### Source records
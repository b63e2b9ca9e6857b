pub mod call;
pub mod classifier;
pub mod events;
pub mod query;
pub mod retrieve;
pub mod session;
pub mod submission;

pub use crate::domain::model::{
    AffinityDomain, AvailabilityStatus, Code, DocumentEntry, DocumentMetadata, DocumentReference,
    PatientIdentifier, SubmissionSet,
};
pub use crate::domain::outcome::{
    ErrorDetail, ResponseOutcome, ResponseStatus, RetrievedDocument, Severity, StoredLocation,
};
pub use crate::domain::ports::{Storage, Transport, TransportResponse};
pub use crate::utils::error::Result;

#[cfg(test)]
pub(crate) mod test_support;
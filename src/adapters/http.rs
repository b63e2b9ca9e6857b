use crate::core::{Transport, TransportResponse};
use crate::domain::model::{Credentials, Endpoint};
use crate::domain::ports::{
    FindDocumentsQuery, GetDocumentsQuery, RetrieveRequest, SubmissionRequest,
};
use crate::utils::error::{Result, XdsError};
use async_trait::async_trait;
use reqwest::{Client, Identity};
use serde::Serialize;
use std::collections::HashMap;
use std::path::PathBuf;
use std::sync::Arc;
use tokio::sync::Mutex;

/// JSON envelope understood by XDS gateways that front the SOAP registry and repository.
#[derive(Serialize)]
#[serde(tag = "transaction")]
enum Envelope<'a, 'b> {
    FindDocuments(&'a FindDocumentsQuery),
    GetDocuments(&'a GetDocumentsQuery),
    RetrieveDocumentSet(&'a RetrieveRequest),
    ProvideAndRegisterDocumentSet(&'a SubmissionRequest<'b>),
}

impl Envelope<'_, '_> {
    fn name(&self) -> &'static str {
        match self {
            Envelope::FindDocuments(_) => "FindDocuments",
            Envelope::GetDocuments(_) => "GetDocuments",
            Envelope::RetrieveDocumentSet(_) => "RetrieveDocumentSet",
            Envelope::ProvideAndRegisterDocumentSet(_) => "ProvideAndRegisterDocumentSet",
        }
    }
}

/// `Transport` over HTTP(S) with JSON bodies.
///
/// Endpoints that carry credentials get a client with a TLS client identity loaded from a
/// PEM keystore (certificate chain plus unencrypted private key). Each keystore is loaded once
/// and its client reused for later calls.
#[derive(Debug, Clone, Default)]
pub struct HttpTransport {
    client: Client,
    identity_clients: Arc<Mutex<HashMap<PathBuf, Client>>>,
}

impl HttpTransport {
    pub fn new() -> Self {
        Self::default()
    }

    async fn client_for(&self, endpoint: &Endpoint) -> Result<Client> {
        match endpoint.credentials() {
            Some(credentials) => self.cached_client(credentials, identity_client).await,
            None => Ok(self.client.clone()),
        }
    }

    async fn cached_client<F>(&self, credentials: &Credentials, build: F) -> Result<Client>
    where
        F: FnOnce(&Credentials) -> Result<Client>,
    {
        let mut clients = self.identity_clients.lock().await;
        if let Some(client) = clients.get(credentials.keystore_path()) {
            return Ok(client.clone());
        }

        let client = build(credentials)?;
        tracing::debug!(
            "Loaded client identity from {}",
            credentials.keystore_path().display()
        );
        clients.insert(credentials.keystore_path().to_path_buf(), client.clone());
        Ok(client)
    }

    async fn exchange(
        &self,
        endpoint: &Endpoint,
        envelope: &Envelope<'_, '_>,
    ) -> Result<TransportResponse> {
        let client = self.client_for(endpoint).await?;

        tracing::debug!("POST {} to {}", envelope.name(), endpoint.uri());
        let response = client
            .post(endpoint.uri().clone())
            .json(envelope)
            .send()
            .await?;

        let status = response.status();
        tracing::debug!("{} response status: {}", envelope.name(), status);

        if !status.is_success() {
            return Err(XdsError::unavailable(format!(
                "{} answered HTTP {}",
                endpoint.uri(),
                status
            )));
        }

        Ok(response.json::<TransportResponse>().await?)
    }
}

fn identity_client(credentials: &Credentials) -> Result<Client> {
    if !credentials.keystore_type().eq_ignore_ascii_case("PEM") {
        return Err(XdsError::config(format!(
            "keystore type '{}' is not supported, convert the keystore to PEM",
            credentials.keystore_type()
        )));
    }

    let pem = std::fs::read(credentials.keystore_path()).map_err(|e| {
        XdsError::config(format!(
            "cannot read keystore '{}': {}",
            credentials.keystore_path().display(),
            e
        ))
    })?;
    let identity = Identity::from_pem(&pem)
        .map_err(|e| XdsError::config(format!("invalid keystore: {}", e)))?;

    Ok(Client::builder().identity(identity).build()?)
}

#[async_trait]
impl Transport for HttpTransport {
    async fn send_find_documents_query(
        &self,
        endpoint: &Endpoint,
        query: &FindDocumentsQuery,
    ) -> Result<TransportResponse> {
        self.exchange(endpoint, &Envelope::FindDocuments(query)).await
    }

    async fn send_get_documents_query(
        &self,
        endpoint: &Endpoint,
        query: &GetDocumentsQuery,
    ) -> Result<TransportResponse> {
        self.exchange(endpoint, &Envelope::GetDocuments(query)).await
    }

    async fn send_retrieve_request(
        &self,
        endpoint: &Endpoint,
        request: &RetrieveRequest,
    ) -> Result<TransportResponse> {
        self.exchange(endpoint, &Envelope::RetrieveDocumentSet(request))
            .await
    }

    async fn send_submission(
        &self,
        endpoint: &Endpoint,
        request: &SubmissionRequest<'_>,
    ) -> Result<TransportResponse> {
        self.exchange(endpoint, &Envelope::ProvideAndRegisterDocumentSet(request))
            .await
    }
}
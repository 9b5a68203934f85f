use crate::core::types::ScalarValue;
use crate::query::ast::Query;
use crate::schema::schema::FieldId;

/// Execution plan for one conjunctive query
#[derive(Debug, Clone, PartialEq)]
pub enum ScanPlan {
    /// Evaluate every predicate over every record
    FullScan,
    /// Fetch the index bucket for `key`, then apply `residual` to each
    /// candidate in bucket order
    IndexSeek {
        field: FieldId,
        key: ScalarValue,
        residual: Query,
    },
}

/// Chooses between a full scan and an index seek
pub struct QueryPlanner;

impl QueryPlanner {
    /// The first plain `Equals` predicate (not inverted, case-sensitive) on
    /// an indexed field turns the query into an index seek; everything else
    /// becomes the residual. Without one, the query is a full scan.
    pub fn plan(query: &Query, indexed_fields: &[FieldId]) -> ScanPlan {
        let seek = query
            .predicates()
            .iter()
            .position(|p| p.is_point_lookup() && indexed_fields.contains(&p.field()));

        match seek {
            Some(position) => {
                let predicate = &query.predicates()[position];
                ScanPlan::IndexSeek {
                    field: predicate.field(),
                    key: predicate.operand().clone(),
                    residual: query.without(position),
                }
            }
            None => ScanPlan::FullScan,
        }
    }
}
use std::fmt;
use chrono::{NaiveDate, NaiveTime};
use serde_json::{Map, Value};
use crate::core::error::Result;
use crate::core::types::ScalarRef;
use crate::schema::schema::FieldId;
use crate::storage::record_store::{RecordStore, Row};

/// Read-only view of one record: a store handle plus an index.
/// Field access goes through the store's columns, so nothing is copied and
/// the borrow keeps the store alive and unmutated for the proxy's lifetime.
#[derive(Clone, Copy)]
pub struct RecordRef<'a> {
    store: &'a RecordStore,
    index: usize,
}

impl<'a> RecordRef<'a> {
    pub(crate) fn new(store: &'a RecordStore, index: usize) -> Self {
        RecordRef { store, index }
    }

    pub fn index(&self) -> usize {
        self.index
    }

    pub fn store(&self) -> &'a RecordStore {
        self.store
    }

    pub fn get(&self, field: FieldId) -> Option<ScalarRef<'a>> {
        self.store.column(field).get(self.index)
    }

    /// Field by external name; `Ok(None)` when the field is absent
    pub fn field(&self, name: &str) -> Result<Option<ScalarRef<'a>>> {
        let field = FieldId::from_name(name)?;
        Ok(self.get(field))
    }

    pub fn borough(&self) -> Option<&'a str> {
        self.get(FieldId::Borough).and_then(|v| v.as_text())
    }

    pub fn crash_date(&self) -> Option<NaiveDate> {
        match self.get(FieldId::CrashDate) {
            Some(ScalarRef::Date(d)) => Some(d),
            _ => None,
        }
    }

    pub fn crash_time(&self) -> Option<NaiveTime> {
        match self.get(FieldId::CrashTime) {
            Some(ScalarRef::Time(t)) => Some(t),
            _ => None,
        }
    }

    pub fn zip_code(&self) -> Option<u64> {
        self.unsigned(FieldId::ZipCode)
    }

    pub fn collision_id(&self) -> Option<u64> {
        self.unsigned(FieldId::CollisionId)
    }

    fn unsigned(&self, field: FieldId) -> Option<u64> {
        match self.get(field) {
            Some(ScalarRef::Unsigned(v)) => Some(v),
            _ => None,
        }
    }

    /// Copy this record out of the store
    pub fn to_row(&self) -> Row {
        let mut row = Row::new();
        for field in FieldId::ALL {
            row.set(field, self.get(field).map(|v| v.to_owned()));
        }
        row
    }

    /// JSON object keyed by field name; absent fields are null
    pub fn to_json(&self) -> Value {
        let mut object = Map::with_capacity(FieldId::ALL.len());
        for field in FieldId::ALL {
            let value = match self.get(field) {
                None => Value::Null,
                Some(ScalarRef::Numeric(v)) => serde_json::Number::from_f64(v)
                    .map(Value::Number)
                    .unwrap_or(Value::Null),
                Some(ScalarRef::Unsigned(v)) => Value::from(v),
                Some(ScalarRef::Text(v)) => Value::from(v),
                Some(ScalarRef::Date(d)) => Value::from(d.format("%Y-%m-%d").to_string()),
                Some(ScalarRef::Time(t)) => Value::from(t.format("%H:%M").to_string()),
            };
            object.insert(field.name().to_string(), value);
        }
        Value::Object(object)
    }
}

impl PartialEq for RecordRef<'_> {
    fn eq(&self, other: &Self) -> bool {
        std::ptr::eq(self.store, other.store) && self.index == other.index
    }
}

impl Eq for RecordRef<'_> {}

impl fmt::Debug for RecordRef<'_> {
    fn fmt(&self, f: &mut fmt::Formatter) -> fmt::Result {
        f.debug_struct("RecordRef").field("index", &self.index).finish()
    }
}

impl fmt::Display for RecordRef<'_> {
    fn fmt(&self, f: &mut fmt::Formatter) -> fmt::Result {
        f.write_str("Collision: {")?;
        for field in FieldId::ALL {
            match self.get(field) {
                Some(value) => write!(f, "{} = {}, ", field, value)?,
                None => write!(f, "{} = (no value), ", field)?,
            }
        }
        f.write_str("}")
    }
}
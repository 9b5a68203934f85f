use tracing::info;
use crate::core::error::{Error, ErrorKind, Result};
use crate::core::types::ScalarValue;
use crate::schema::schema::{FieldId, FIELD_COUNT};
use crate::storage::column::Column;
use crate::storage::proxy::RecordRef;

/// One logical record as handed over by ingestion. Unset fields are absent.
#[derive(Debug, Clone, PartialEq)]
pub struct Row {
    values: Vec<Option<ScalarValue>>,
}

impl Row {
    pub fn new() -> Self {
        Row { values: vec![None; FIELD_COUNT] }
    }

    pub fn with(mut self, field: FieldId, value: impl Into<ScalarValue>) -> Self {
        self.set(field, Some(value.into()));
        self
    }

    pub fn set(&mut self, field: FieldId, value: Option<ScalarValue>) {
        if self.values.len() != FIELD_COUNT {
            self.values.resize(FIELD_COUNT, None);
        }
        self.values[field.position()] = value;
    }

    pub fn get(&self, field: FieldId) -> Option<&ScalarValue> {
        self.values.get(field.position()).and_then(|v| v.as_ref())
    }

    /// Present (field, value) pairs in column order
    pub fn values(&self) -> impl Iterator<Item = (FieldId, &ScalarValue)> + '_ {
        FieldId::ALL.into_iter().filter_map(move |f| self.get(f).map(|v| (f, v)))
    }

    /// Check every present value against the declared kinds
    fn validate(&self) -> Result<()> {
        for field in FieldId::ALL {
            if let Some(value) = self.get(field) {
                if value.kind() != field.kind() {
                    return Err(Error::new(
                        ErrorKind::SchemaViolation,
                        format!("field '{}' is {} but row supplies {}",
                                field, field.kind(), value.kind())
                    ));
                }
            }
        }
        Ok(())
    }
}

impl Default for Row {
    fn default() -> Self {
        Self::new()
    }
}

/// Mutable construction phase of a record store
#[derive(Debug, Clone)]
pub struct RecordStoreBuilder {
    columns: Vec<Column>,
    len: usize,
}

impl RecordStoreBuilder {
    pub fn new() -> Self {
        RecordStoreBuilder {
            columns: FieldId::ALL.iter().map(|f| Column::empty(f.kind())).collect(),
            len: 0,
        }
    }

    pub fn len(&self) -> usize {
        self.len
    }

    pub fn is_empty(&self) -> bool {
        self.len == 0
    }

    /// Append one row across every column. A row that violates the schema
    /// is rejected before anything is written.
    pub fn push_row(&mut self, row: Row) -> Result<()> {
        row.validate()?;

        let mut values = row.values;
        values.resize(FIELD_COUNT, None);
        for (column, value) in self.columns.iter_mut().zip(values) {
            if let Err(rejected) = column.push(value) {
                // validate() makes this unreachable
                return Err(Error::new(
                    ErrorKind::SchemaViolation,
                    format!("column of kind {} rejected {:?}", column.kind(), rejected)
                ));
            }
        }
        self.len += 1;
        Ok(())
    }

    /// Append all rows of `other` after this builder's rows
    pub fn merge(&mut self, other: RecordStoreBuilder) {
        for (column, tail) in self.columns.iter_mut().zip(other.columns) {
            column.append(tail);
        }
        self.len += other.len;
    }

    /// Freeze into an immutable store
    pub fn finish(mut self) -> RecordStore {
        for column in &mut self.columns {
            column.shrink_to_fit();
        }
        debug_assert!(self.columns.iter().all(|c| c.len() == self.len));
        info!(records = self.len, "record store finalized");

        RecordStore {
            columns: self.columns,
            len: self.len,
        }
    }
}

impl Default for RecordStoreBuilder {
    fn default() -> Self {
        Self::new()
    }
}

/// Immutable columnar collision store: one sequence per field, all of
/// length `len`; index `i` across every column is one record.
#[derive(Debug)]
pub struct RecordStore {
    columns: Vec<Column>,
    len: usize,
}

impl RecordStore {
    /// Build a store from already-typed rows
    pub fn ingest<I>(rows: I) -> Result<RecordStore>
    where
        I: IntoIterator<Item = Row>,
    {
        let mut builder = RecordStoreBuilder::new();
        for row in rows {
            builder.push_row(row)?;
        }
        Ok(builder.finish())
    }

    pub fn empty() -> RecordStore {
        RecordStoreBuilder::new().finish()
    }

    pub fn size(&self) -> usize {
        self.len
    }

    pub fn len(&self) -> usize {
        self.len
    }

    pub fn is_empty(&self) -> bool {
        self.len == 0
    }

    /// Column by external name
    pub fn field(&self, name: &str) -> Result<&Column> {
        let field = FieldId::from_name(name)?;
        Ok(self.column(field))
    }

    pub fn column(&self, field: FieldId) -> &Column {
        &self.columns[field.position()]
    }

    pub fn record(&self, index: usize) -> Option<RecordRef<'_>> {
        (index < self.len).then(|| RecordRef::new(self, index))
    }

    pub fn records(&self) -> impl Iterator<Item = RecordRef<'_>> + '_ {
        (0..self.len).map(move |i| RecordRef::new(self, i))
    }
}
use std::collections::HashMap;
use chrono::NaiveDate;
use serde::Serialize;
use crate::core::error::{Error, ErrorKind, Result};
use crate::core::types::{ScalarKind, ScalarRef};
use crate::schema::schema::FieldId;
use crate::storage::proxy::RecordRef;

/// Descriptive statistics of one numeric or unsigned field over a result set
#[derive(Debug, Clone, PartialEq, Serialize)]
pub struct FieldSummary {
    pub field: FieldId,
    pub rows: usize,      // Records examined
    pub present: usize,   // Records with a value
    pub sum: f64,
    pub min: Option<f64>,
    pub max: Option<f64>,
    pub mean: Option<f64>,
}

fn require_kind(field: FieldId, allowed: &[ScalarKind]) -> Result<()> {
    if allowed.contains(&field.kind()) {
        Ok(())
    } else {
        Err(Error::new(
            ErrorKind::TypeMismatch,
            format!("field '{}' is {}; expected one of {:?}", field, field.kind(), allowed)
        ))
    }
}

pub fn summarize(records: &[RecordRef<'_>], field: FieldId) -> Result<FieldSummary> {
    require_kind(field, &[ScalarKind::Numeric, ScalarKind::Unsigned])?;

    let mut present = 0;
    let mut sum = 0.0;
    let mut min: Option<f64> = None;
    let mut max: Option<f64> = None;

    for record in records {
        let value = match record.get(field) {
            Some(ScalarRef::Numeric(v)) => v,
            Some(ScalarRef::Unsigned(v)) => v as f64,
            _ => continue,
        };
        present += 1;
        sum += value;
        min = Some(min.map_or(value, |m| m.min(value)));
        max = Some(max.map_or(value, |m| m.max(value)));
    }

    Ok(FieldSummary {
        field,
        rows: records.len(),
        present,
        sum,
        min,
        max,
        mean: (present > 0).then(|| sum / present as f64),
    })
}

/// Occurrences of each text value, most frequent first (ties by value)
pub fn value_counts(records: &[RecordRef<'_>], field: FieldId) -> Result<Vec<(String, usize)>> {
    require_kind(field, &[ScalarKind::Text])?;

    let mut counts: HashMap<&str, usize> = HashMap::new();
    for record in records {
        if let Some(ScalarRef::Text(value)) = record.get(field) {
            *counts.entry(value).or_insert(0) += 1;
        }
    }

    let mut counts: Vec<(String, usize)> = counts
        .into_iter()
        .map(|(value, count)| (value.to_string(), count))
        .collect();
    counts.sort_by(|a, b| b.1.cmp(&a.1).then_with(|| a.0.cmp(&b.0)));
    Ok(counts)
}

/// Earliest and latest crash date in the result set
pub fn date_span(records: &[RecordRef<'_>]) -> Option<(NaiveDate, NaiveDate)> {
    records
        .iter()
        .filter_map(|r| r.crash_date())
        .fold(None, |span, date| match span {
            None => Some((date, date)),
            Some((lo, hi)) => Some((lo.min(date), hi.max(date))),
        })
}
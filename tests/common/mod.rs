#![allow(dead_code)]

use std::io;
use std::sync::{Arc, Mutex};
use crashscan::{Config, EvaluationMode, FieldId, RecordRef, RecordStore, Row, ScalarValue};

pub fn date(year: i32, month: u32, day: u32) -> ScalarValue {
    ScalarValue::date(year, month, day).expect("valid date")
}

pub fn time(hour: u32, minute: u32) -> ScalarValue {
    ScalarValue::time(hour, minute).expect("valid time")
}

/// Three collisions: BROOKLYN/1, BROOKLYN/2, QUEENS/3
pub fn borough_store() -> RecordStore {
    RecordStore::ingest(vec![
        Row::new().with(FieldId::Borough, "BROOKLYN").with(FieldId::CollisionId, 1u64),
        Row::new().with(FieldId::Borough, "BROOKLYN").with(FieldId::CollisionId, 2u64),
        Row::new().with(FieldId::Borough, "QUEENS").with(FieldId::CollisionId, 3u64),
    ])
    .expect("valid rows")
}

/// Index 0 has no date, index 1 is 2021-09-11, index 2 is 2022-03-26
pub fn date_store() -> RecordStore {
    RecordStore::ingest(vec![
        Row::new().with(FieldId::CollisionId, 10u64),
        Row::new().with(FieldId::CollisionId, 11u64).set_date(2021, 9, 11).with(FieldId::CrashTime, time(8, 30)),
        Row::new().with(FieldId::CollisionId, 12u64).set_date(2022, 3, 26).with(FieldId::CrashTime, time(23, 5)),
    ])
    .expect("valid rows")
}

trait RowExt {
    fn set_date(self, year: i32, month: u32, day: u32) -> Row;
}

impl RowExt for Row {
    fn set_date(self, year: i32, month: u32, day: u32) -> Row {
        self.with(FieldId::CrashDate, date(year, month, day))
    }
}

const BOROUGHS: [&str; 5] = ["BROOKLYN", "QUEENS", "MANHATTAN", "BRONX", "STATEN ISLAND"];
const FACTORS: [&str; 4] = ["Driver Inattention/Distraction", "Unspecified", "Following Too Closely", "Unsafe Speed"];

/// Deterministic mixed store of `n` rows with regular gaps
pub fn mixed_store(n: usize) -> RecordStore {
    let rows = (0..n).map(|i| {
        let mut row = Row::new().with(FieldId::CollisionId, i as u64);
        if i % 7 != 0 {
            row = row.with(FieldId::Borough, BOROUGHS[i % BOROUGHS.len()]);
        }
        if i % 5 != 0 {
            row = row.with(FieldId::ZipCode, 11200u64 + (i % 13) as u64);
        }
        if i % 11 != 3 {
            row = row.with(FieldId::CrashDate, date(2020 + (i % 4) as i32, 1 + (i % 12) as u32, 1 + (i % 28) as u32));
        }
        if i % 3 != 1 {
            row = row.with(FieldId::CrashTime, time((i % 24) as u32, (i * 7 % 60) as u32));
        }
        if i % 4 != 2 {
            row = row.with(FieldId::Latitude, 40.5 + (i % 50) as f64 / 100.0);
        }
        row = row.with(FieldId::NumberOfPersonsInjured, (i % 4) as u64);
        if i % 2 == 0 {
            row = row.with(FieldId::ContributingFactorVehicle1, FACTORS[i % FACTORS.len()]);
        }
        row
    });
    RecordStore::ingest(rows).expect("valid rows")
}

pub fn ids(records: &[RecordRef<'_>]) -> Vec<u64> {
    records.iter().map(|r| r.collision_id().expect("collision id")).collect()
}

pub fn indices(records: &[RecordRef<'_>]) -> Vec<usize> {
    records.iter().map(|r| r.index()).collect()
}

pub fn config(workers: usize, evaluation: EvaluationMode) -> Config {
    Config::default()
        .with_worker_threads(workers)
        .with_evaluation(evaluation)
}

#[derive(Clone, Default)]
struct LogBuffer(Arc<Mutex<Vec<u8>>>);

impl io::Write for LogBuffer {
    fn write(&mut self, buf: &[u8]) -> io::Result<usize> {
        self.0.lock().expect("log buffer").extend_from_slice(buf);
        Ok(buf.len())
    }

    fn flush(&mut self) -> io::Result<()> {
        Ok(())
    }
}

/// Run `f` with a thread-local subscriber and return its formatted events
pub fn capture_logs<T>(f: impl FnOnce() -> T) -> (T, String) {
    let buffer = LogBuffer::default();
    let writer = buffer.clone();
    let subscriber = tracing_subscriber::fmt()
        .with_writer(move || writer.clone())
        .with_ansi(false)
        .with_max_level(tracing::Level::DEBUG)
        .finish();

    let out = tracing::subscriber::with_default(subscriber, f);
    let text = String::from_utf8_lossy(&buffer.0.lock().expect("log buffer")).into_owned();
    (out, text)
}
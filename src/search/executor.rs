use std::ops::Range;
use std::sync::Arc;
use std::time::Instant;
use tracing::debug;
use crate::core::config::{Config, EvaluationMode};
use crate::core::error::Result;
use crate::parallel::scanner::ParallelScanner;
use crate::query::ast::Query;
use crate::query::matcher;
use crate::storage::proxy::RecordRef;
use crate::storage::record_store::RecordStore;

/// Evaluate `query` over `range`, returning matching indices ascending
pub fn scan_range(
    store: &RecordStore,
    query: &Query,
    range: Range<usize>,
    mode: EvaluationMode,
) -> Vec<usize> {
    match mode {
        EvaluationMode::RowAtATime => range.filter(|&i| query.matches(store, i)).collect(),
        EvaluationMode::Mask => {
            let start = range.start;
            let mut mask = vec![true; range.len()];

            for predicate in query.predicates() {
                let column = store.column(predicate.field());
                matcher::and_mask(predicate, column, range.clone(), &mut mask);
                if !mask.contains(&true) {
                    return Vec::new();
                }
            }

            mask.iter()
                .enumerate()
                .filter(|(_, hit)| **hit)
                .map(|(offset, _)| start + offset)
                .collect()
        }
    }
}

/// Full-scan query execution over one immutable store
pub struct ScanExecutor {
    store: Arc<RecordStore>,
    scanner: ParallelScanner,
    evaluation: EvaluationMode,
}

impl ScanExecutor {
    pub fn new(store: Arc<RecordStore>, config: &Config) -> Result<Self> {
        Ok(ScanExecutor {
            store,
            scanner: ParallelScanner::new(config.worker_threads)?,
            evaluation: config.evaluation,
        })
    }

    pub fn store(&self) -> &RecordStore {
        &self.store
    }

    pub fn workers(&self) -> usize {
        self.scanner.workers()
    }

    pub fn evaluation(&self) -> EvaluationMode {
        self.evaluation
    }

    /// Sequential scan: ascending indices whose record satisfies `query`
    pub fn search_indices(&self, query: &Query) -> Vec<usize> {
        let start = Instant::now();
        let hits = scan_range(&self.store, query, 0..self.store.len(), self.evaluation);

        debug!(
            rows = self.store.len(),
            predicates = query.len(),
            hits = hits.len(),
            took_us = start.elapsed().as_micros() as u64,
            "sequential scan"
        );
        hits
    }

    /// Chunked parallel scan; same indices, same order as `search_indices`
    pub fn search_indices_parallel(&self, query: &Query) -> Vec<usize> {
        let start = Instant::now();
        let store: &RecordStore = &self.store;
        let mode = self.evaluation;
        let hits = self.scanner.scan(store.len(), |range| scan_range(store, query, range, mode));

        debug!(
            rows = store.len(),
            predicates = query.len(),
            workers = self.scanner.workers(),
            hits = hits.len(),
            took_us = start.elapsed().as_micros() as u64,
            "parallel scan"
        );
        hits
    }

    /// Keep the candidates that satisfy `query`, preserving candidate order
    pub fn filter_candidates(&self, query: &Query, candidates: &[usize]) -> Vec<usize> {
        let store: &RecordStore = &self.store;
        candidates
            .iter()
            .copied()
            .filter(|&i| i < store.len() && query.matches(store, i))
            .collect()
    }

    pub fn search(&self, query: &Query) -> Vec<RecordRef<'_>> {
        self.to_records(&self.search_indices(query))
    }

    pub fn search_parallel(&self, query: &Query) -> Vec<RecordRef<'_>> {
        self.to_records(&self.search_indices_parallel(query))
    }

    pub fn to_records(&self, indices: &[usize]) -> Vec<RecordRef<'_>> {
        indices
            .iter()
            .filter_map(|&i| self.store.record(i))
            .collect()
    }
}
use serde::{Deserialize, Serialize};
use crate::core::error::Result;
use crate::schema::schema::FieldId;

/// How a scan evaluates the predicate conjunction over a chunk
#[derive(Debug, Clone, Copy, PartialEq, Eq, Serialize, Deserialize)]
pub enum EvaluationMode {
    /// Full conjunction per row, short-circuiting on the first miss
    RowAtATime,
    /// One predicate at a time across the chunk, AND-ed into a boolean mask
    Mask,
}

#[derive(Debug, Clone, Serialize, Deserialize)]
#[serde(default)]
pub struct Config {
    pub worker_threads: usize,                  // Parallel scan pool size
    pub evaluation: EvaluationMode,
    pub indexed_fields: Vec<FieldId>,           // Secondary indexes built on open
    pub csv_chunk_bytes: usize,                 // Target size of one parallel CSV conversion batch
}

impl Default for Config {
    fn default() -> Self {
        Config {
            worker_threads: num_cpus::get().max(1),
            evaluation: EvaluationMode::Mask,
            indexed_fields: vec![FieldId::Borough],
            csv_chunk_bytes: 4 * 1024 * 1024,    // 4MB
        }
    }
}

impl Config {
    /// Parse a JSON config; missing keys take their defaults
    pub fn from_json(text: &str) -> Result<Self> {
        let config: Config = serde_json::from_str(text)?;
        Ok(config.normalized())
    }

    pub fn with_worker_threads(mut self, workers: usize) -> Self {
        self.worker_threads = workers.max(1);
        self
    }

    pub fn with_evaluation(mut self, evaluation: EvaluationMode) -> Self {
        self.evaluation = evaluation;
        self
    }

    pub fn with_indexed_fields(mut self, fields: Vec<FieldId>) -> Self {
        self.indexed_fields = fields;
        self
    }

    fn normalized(mut self) -> Self {
        self.worker_threads = self.worker_threads.max(1);
        self.csv_chunk_bytes = self.csv_chunk_bytes.max(1);
        self
    }
}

### Your goal
In the entries above, find the lines containing the word "GetDocumentsQuery" and say how many there are, with no other words.

### Problem solution
3